:: Supplied material
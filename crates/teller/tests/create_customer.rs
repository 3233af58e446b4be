//! Add Customer scenarios against the simulated bank
//!
//! A bank manager adds customers through the Add Customer form; the new
//! customer must show up in the Customers table with the exact details
//! entered, and each required field is enforced by native validation.

#![allow(clippy::expect_used, clippy::unwrap_used)]

use std::time::Duration;
use teller::data::{messages, required_field_message, unique_name, FieldKind, TEST_POST_CODE};
use teller::{
    init_tracing, run_simulated, BrowserEngine, CustomerField, PageObject, Pages, SuiteConfig,
    TellerResult,
};

const ALERT_WAIT: Duration = Duration::from_secs(5);

fn config() -> SuiteConfig {
    init_tracing();
    SuiteConfig::default().with_retries(0)
}

async fn open_add_customer(pages: &Pages) -> TellerResult<()> {
    pages.home().goto().await?;
    pages.home().click_bank_manager_login().await?;
    pages.bank_manager().click_add_customer().await
}

/// Submit the form with every field but `missing`, returning the message
/// the empty field reports
async fn submit_without(pages: &Pages, missing: CustomerField) -> TellerResult<String> {
    open_add_customer(pages).await?;
    let first = if missing == CustomerField::FirstName { "" } else { "Test" };
    let last = if missing == CustomerField::LastName { "" } else { "User" };
    let post = if missing == CustomerField::PostCode { "" } else { TEST_POST_CODE };
    pages.add_customer().add_customer(first, last, post).await?;
    pages.add_customer().field_validation_message(missing).await
}

// ============================================================================
// Required fields
// ============================================================================

#[tokio::test]
async fn test_first_name_is_required() {
    run_simulated("first name required", &config(), |pages| async move {
        let message = submit_without(&pages, CustomerField::FirstName).await?;
        assert_eq!(message, required_field_message(BrowserEngine::Chromium, FieldKind::Text));
        Ok(())
    })
    .await
    .unwrap();
}

#[tokio::test]
async fn test_last_name_is_required() {
    run_simulated("last name required", &config(), |pages| async move {
        let message = submit_without(&pages, CustomerField::LastName).await?;
        assert_eq!(message, "Please fill out this field.");
        Ok(())
    })
    .await
    .unwrap();
}

#[tokio::test]
async fn test_post_code_is_required_in_webkit() {
    let config = config().with_engine(BrowserEngine::Webkit);
    run_simulated("post code required", &config, |pages| async move {
        let message = submit_without(&pages, CustomerField::PostCode).await?;
        assert_eq!(message, required_field_message(BrowserEngine::Webkit, FieldKind::Text));
        Ok(())
    })
    .await
    .unwrap();
}

#[tokio::test]
async fn test_missing_field_adds_nobody() {
    run_simulated("missing field adds nobody", &config(), |pages| async move {
        submit_without(&pages, CustomerField::PostCode).await?;
        pages.bank_manager().click_customers().await?;
        assert!(!pages.customers().customer_exists("Test", "User").await?);
        Ok(())
    })
    .await
    .unwrap();
}

// ============================================================================
// Adding customers
// ============================================================================

#[tokio::test]
async fn test_customer_added_with_valid_details() {
    run_simulated("add customer", &config(), |pages| async move {
        let first = unique_name("Luna");
        open_add_customer(&pages).await?;

        let alert = pages.add_customer().arm_alert()?;
        pages.add_customer().add_customer(&first, "Lovegood", TEST_POST_CODE).await?;
        let dialog = alert.within(ALERT_WAIT).await?;

        assert!(dialog.message().contains(messages::CUSTOMER_ADDED));
        assert!(dialog.trailing_number().is_some());
        Ok(())
    })
    .await
    .unwrap();
}

#[tokio::test]
async fn test_duplicate_customer_rejected() {
    run_simulated("duplicate customer", &config(), |pages| async move {
        open_add_customer(&pages).await?;

        let alert = pages.add_customer().arm_alert()?;
        pages.add_customer().add_customer("Harry", "Potter", "E725JB").await?;
        let dialog = alert.within(ALERT_WAIT).await?;

        assert_eq!(dialog.message(), messages::DUPLICATE_CUSTOMER);
        assert_eq!(dialog.trailing_number(), None);
        Ok(())
    })
    .await
    .unwrap();
}

#[tokio::test]
async fn test_new_customer_appears_in_table() {
    run_simulated("customer in table", &config(), |pages| async move {
        pages.home().goto().await?;
        pages.home().click_bank_manager_login().await?;
        pages.bank_manager().click_customers().await?;
        let before = pages.customers().customer_count().await?;

        let first = unique_name("Cho");
        pages.bank_manager().click_add_customer().await?;
        let alert = pages.add_customer().arm_alert()?;
        pages.add_customer().add_customer(&first, "Chang", TEST_POST_CODE).await?;
        alert.within(ALERT_WAIT).await?;

        pages.bank_manager().click_customers().await?;
        assert_eq!(pages.customers().customer_count().await?, before + 1);
        let customer = pages
            .customers()
            .find_customer_by_name(&first, "Chang")
            .await?
            .expect("new customer listed");
        assert_eq!(customer.first_name, first);
        assert_eq!(customer.last_name, "Chang");
        assert_eq!(customer.post_code, TEST_POST_CODE);
        assert!(customer.account_number_list().is_empty());
        Ok(())
    })
    .await
    .unwrap();
}

#[tokio::test]
async fn test_add_customer_form_displayed() {
    run_simulated("add customer form", &config(), |pages| async move {
        open_add_customer(&pages).await?;
        assert!(pages.add_customer().is_loaded().await?);
        assert!(!pages.open_account().is_loaded().await?);
        Ok(())
    })
    .await
    .unwrap();
}

#[tokio::test]
async fn test_special_characters_kept_verbatim() {
    run_simulated("special characters", &config(), |pages| async move {
        let first = "Zoë-Anne O'Neil";
        let post = "E1 #7&";
        open_add_customer(&pages).await?;
        let alert = pages.add_customer().arm_alert()?;
        pages.add_customer().add_customer(first, "Smith", post).await?;
        alert.within(ALERT_WAIT).await?;

        pages.bank_manager().click_customers().await?;
        let customer = pages
            .customers()
            .find_customer_by_name(first, "Smith")
            .await?
            .expect("customer with special characters listed");
        assert_eq!(customer.post_code, post);
        Ok(())
    })
    .await
    .unwrap();
}

// ============================================================================
// Search
// ============================================================================

#[tokio::test]
async fn test_search_box_filters_customers() {
    run_simulated("customer search", &config(), |pages| async move {
        pages.home().goto().await?;
        pages.home().click_bank_manager_login().await?;
        pages.bank_manager().click_customers().await?;

        let found = pages.customers().find_customers_by_searching("Hermoine").await?;
        assert_eq!(found.len(), 1);
        assert!(found[0].is_named("Hermoine", "Granger"));

        let none = pages.customers().find_customers_by_searching("Voldemort").await?;
        assert!(none.is_empty());
        Ok(())
    })
    .await
    .unwrap();
}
::::
| Aim of the exercise |
Please transcribe the records exactly from their first line through the line holding "the exact details", and leave out all others.

| Output for this task |
filename crates/teller/tests/create_customer.rs
repository 3233af58e446b4be
//! Add Customer scenarios against the simulated bank
//!
//! A bank manager adds customers through the Add Customer form; the new
//! customer must show up in the Customers table with the exact details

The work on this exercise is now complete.